We also need to redirect HTTP to HTTPS. Since we use Relayd(8) only for HTTPS, this will be done in httpd(8). Let's add a second server to our `httpd.conf`:

#+begin_src shell
server "michal.sapka.me" {
        listen on * port 80
        location * {
                block return 301 "https://$HTTP_HOST$REQUEST_URI"
        }
}
#+end_src

Now, when the user enters the site, the flow will look like:

1. httpd(8) will respond to :80 requests and return a 301 redirect to HTTPS
2. relayd(8) will catch the request to :443 and forward it on port :8080 to httpd(8)
3. httpd(8) will serve our site and pass the response to relayd(8) again
4. relayd(8) can modify headers before returning the response to the client.

Talking about modifying headers, let's apply some extra security!
We can expand our https protocol with the following:

#+begin_src shell
 # Return HTTP/HTML error pages to the client
    return error
    match request header set "X-Forwarded-For" value "$REMOTE_ADDR"
    match request header set "X-Forwarded-By" value "$SERVER_ADDR:$SERVER_PORT"
    match response header remove "Server"
    match response header append "Strict-Transport-Security" value "max-age=31536000; includeSubDomains"
    match response header append "X-Frame-Options" value "SAMEORIGIN"
    match response header append "X-XSS-Protection" value "1; mode=block"
    match response header append "X-Content-Type-Options" value "nosniff"
    match response header append "Referrer-Policy" value "strict-origin"
    match response header append "Content-Security-Policy" value "default-src https:; style-src 'self' \
      'unsafe-inline'; font-src 'self' data:; script-src 'self' 'unsafe-inline' 'unsafe-eval'"
    match response header append "Permissions-Policy" value "accelerometer=(), camera=(), \
      geolocation=(), gyroscope=(), magnetometer=(), microphone=(), payment=(), usb=()"
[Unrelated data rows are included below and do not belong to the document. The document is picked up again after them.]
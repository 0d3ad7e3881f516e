// threatpath-core/src/runtime/mod.rs
// ============================================================================
// Module: ThreatPath Runtime
// Description: The four-stage reasoning engine and governance computation.
// Purpose: Re-export session building, analysis, forecasting, decisions,
// learning, and the supporting intel cache and in-memory stores.
// Dependencies: crate::runtime submodules
// ============================================================================

//! ## Overview
//! Runtime stages are batch transformations: events become sessions,
//! sessions become path reports, reports become forecasts, forecasts become
//! decisions, and execution feedback becomes governance updates. Stages are
//! synchronous and deterministic; all cross-stage joins key by session id.

// ============================================================================
// SECTION: Modules
// ============================================================================

pub mod analyzer;
pub mod decision;
pub mod forecaster;
pub mod ingest;
pub mod learning;
pub mod ledger;
pub mod memory;
pub mod session;
pub mod vuln;

// ============================================================================
// SECTION: Re-Exports
// ============================================================================

pub use analyzer::AttackGraph;
pub use analyzer::PathAnalyzer;
pub use analyzer::discover_vulnerabilities;
pub use decision::CorrelationContext;
pub use decision::DECISION_MODEL_VERSION;
pub use decision::DecisionEngine;
pub use decision::extract_principal;
pub use forecaster::DEFAULT_MAX_DEPTH;
pub use forecaster::FORECAST_MODEL_VERSION;
pub use forecaster::TrajectoryForecaster;
pub use forecaster::select_seeds;
pub use forecaster::state_from_report;
pub use ingest::IngestError;
pub use ingest::load_events;
pub use learning::LearningEngine;
pub use learning::LearningOutcome;
pub use learning::drift_alerts;
pub use ledger::TrustLedger;
pub use ledger::build_ledger_entry;
pub use ledger::verify_chain;
pub use memory::InMemoryGovernanceStore;
pub use memory::InMemoryVulnCatalog;
pub use session::DEFAULT_SESSION_WINDOW_MINUTES;
pub use session::SessionBuilder;
pub use vuln::VulnIntel;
    # set recommended tcp options
    tcp { nodelay, sack, socket buffer 65536, backlog 100 }

    # set up certs
    tls { no tlsv1.0, ciphers "HIGH:!aNULL:!SSLv3:!DSS:!ECDSA:!RSA:-ECDH:ECDHE:+SHA384:+SHA256" }
#+end_src

I won't discuss details here as each header has a dedicated MDM webdoc.
Most of the headers here are considered a standard.

Besides adding headers, we configure TLS here, disabling weak ciphers and old TLS versions and adding some standard config.

Lastly, we can automate refreshing the certificate via cron(8):

#+begin_src shell
0~59 0~23 * * 1 acme-client michal.sapka.me &&  rcctl reload relayd
#+end_src

It looks almost like a normal cron.
The "0~59" and "0~29" parts are unique to OpenBSD: Cron(8) will evenly split all tasks between specified time boxes so that no two jobs run simultaneously.

We now have created a fully working web server without any 3rd party packages.
All OpenBSD provided, all secure, all simple, all cool as ice.

To further your knowledge, you can challenge the assumption that BSD has the best doc and read man pages for =httpd.conf(5)=, =relayd.conf(5)=, and =acme-client.conf(5)=.

I also can't recommend enough "Httpd and Relayd Mastery" by Michael W. Lucas[fn:mwl2]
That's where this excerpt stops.